Following reconaissance of the mountain and a first ascent of Diamarai Peak (5,568m), the team attempted the Diamir face of Nanga Parbat, placing two camps and reaching a high point of c.6,100m. In his account of the expedition, Climbing on the Himalaya and other mountain ranges (1902), Collie wrote, 'The climbing, Mummery admitted, was excessively difficult ... I shall always look upon it as one of his finest climbs.

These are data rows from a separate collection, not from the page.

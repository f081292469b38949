//! LLM access layer
//!
//! `provider` defines the single-call provider abstraction, `providers` holds
//! concrete backends, and `client` wraps a provider with the retry, timeout
//! and backoff policy used for every task.

pub mod client;
pub mod provider;
pub mod providers;

pub use client::*;
pub use provider::*;
pub use providers::*;
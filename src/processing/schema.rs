//! JSON schemas for task results
//!
//! Every result leaving the parser is checked against the schema of its
//! variant, so a value that reaches the caller has exactly the documented
//! shape: the `task` tag, one payload key, nothing else.

use crate::protocol::messages::{TaskResult, TaskType};
use serde_json::{json, Value};

fn label_list(min_items: usize) -> Value {
    json!({
        "type": "array",
        "minItems": min_items,
        "uniqueItems": true,
        "items": { "type": "string", "minLength": 1, "pattern": "\\S" }
    })
}

fn non_blank_string() -> Value {
    json!({ "type": "string", "minLength": 1, "pattern": "\\S" })
}

/// Schema describing the wire shape of one task's result
pub fn result_schema(task_type: TaskType) -> Value {
    let payload = match task_type {
        TaskType::RiskClassification => label_list(1),
        TaskType::ConsistencyCheck => label_list(0),
        TaskType::BusinessSummary => json!({
            "type": "object",
            "required": ["industry", "products", "geography"],
            "additionalProperties": false,
            "properties": {
                "industry": non_blank_string(),
                "products": non_blank_string(),
                "geography": non_blank_string()
            }
        }),
    };

    json!({
        "type": "object",
        "required": ["task", task_type.as_str()],
        "additionalProperties": false,
        "properties": {
            "task": { "const": task_type.as_str() },
            task_type.as_str(): payload
        }
    })
}

/// Validate an arbitrary JSON value against a task's result schema
pub fn validate_value(task_type: TaskType, value: &Value) -> Result<(), String> {
    let schema = result_schema(task_type);
    let validator = jsonschema::validator_for(&schema)
        .map_err(|e| format!("Schema compilation error: {e}"))?;

    let error_messages: Vec<String> = validator
        .iter_errors(value)
        .map(|e| format!("At '{}': {}", e.instance_path, e))
        .collect();
    if error_messages.is_empty() {
        Ok(())
    } else {
        Err(error_messages.join("; "))
    }
}

/// Validate a typed result by checking its serialized form
pub fn validate_result(result: &TaskResult) -> Result<(), String> {
    let value = serde_json::to_value(result).map_err(|e| format!("Serialization error: {e}"))?;
    validate_value(result.task_type(), &value)
}

#[cfg(test)]
mod tests {
    use super::*;
    use crate::protocol::messages::BusinessSummary;

    #[test]
    fn test_valid_results_pass() {
        let results = vec![
            TaskResult::RiskClassification {
                risk_classification: vec!["Credit Risk".to_string()],
            },
            TaskResult::ConsistencyCheck {
                consistency_check: vec![],
            },
            TaskResult::BusinessSummary {
                business_summary: BusinessSummary {
                    industry: "Banking".to_string(),
                    products: "Unknown".to_string(),
                    geography: "Unknown".to_string(),
                },
            },
        ];

        for result in results {
            assert!(validate_result(&result).is_ok(), "{result:?}");
        }
    }

    #[test]
    fn test_empty_risk_list_rejected() {
        let result = TaskResult::RiskClassification {
            risk_classification: vec![],
        };
        assert!(validate_result(&result).is_err());
    }

    #[test]
    fn test_blank_fields_rejected() {
        let result = TaskResult::BusinessSummary {
            business_summary: BusinessSummary {
                industry: "   ".to_string(),
                products: "Loans".to_string(),
                geography: "US".to_string(),
            },
        };
        assert!(validate_result(&result).is_err());
    }

    #[test]
    fn test_duplicate_labels_rejected() {
        let result = TaskResult::ConsistencyCheck {
            consistency_check: vec!["Market Risk".to_string(), "Market Risk".to_string()],
        };
        assert!(validate_result(&result).is_err());
    }

    #[test]
    fn test_extra_and_mismatched_keys_rejected() {
        let extra = json!({
            "task": "risk_classification",
            "risk_classification": ["Credit Risk"],
            "confidence": 0.9
        });
        assert!(validate_value(TaskType::RiskClassification, &extra).is_err());

        let wrong_tag = json!({
            "task": "consistency_check",
            "risk_classification": ["Credit Risk"]
        });
        let error = validate_value(TaskType::RiskClassification, &wrong_tag).unwrap_err();
        assert!(!error.is_empty());
    }
}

Part of it I know from personal experience, and from Mummery's description of the upper half there must have been some magnificent climbing surrounded by an ice world such as can be seen nowhere'. Descending from 6,100m, Mummery found that their tent and supplies had been carried away by an avalanche, forcing him to abandon further attempts this side and move his focus to the north side of the mountain and the Rakhiot glacier.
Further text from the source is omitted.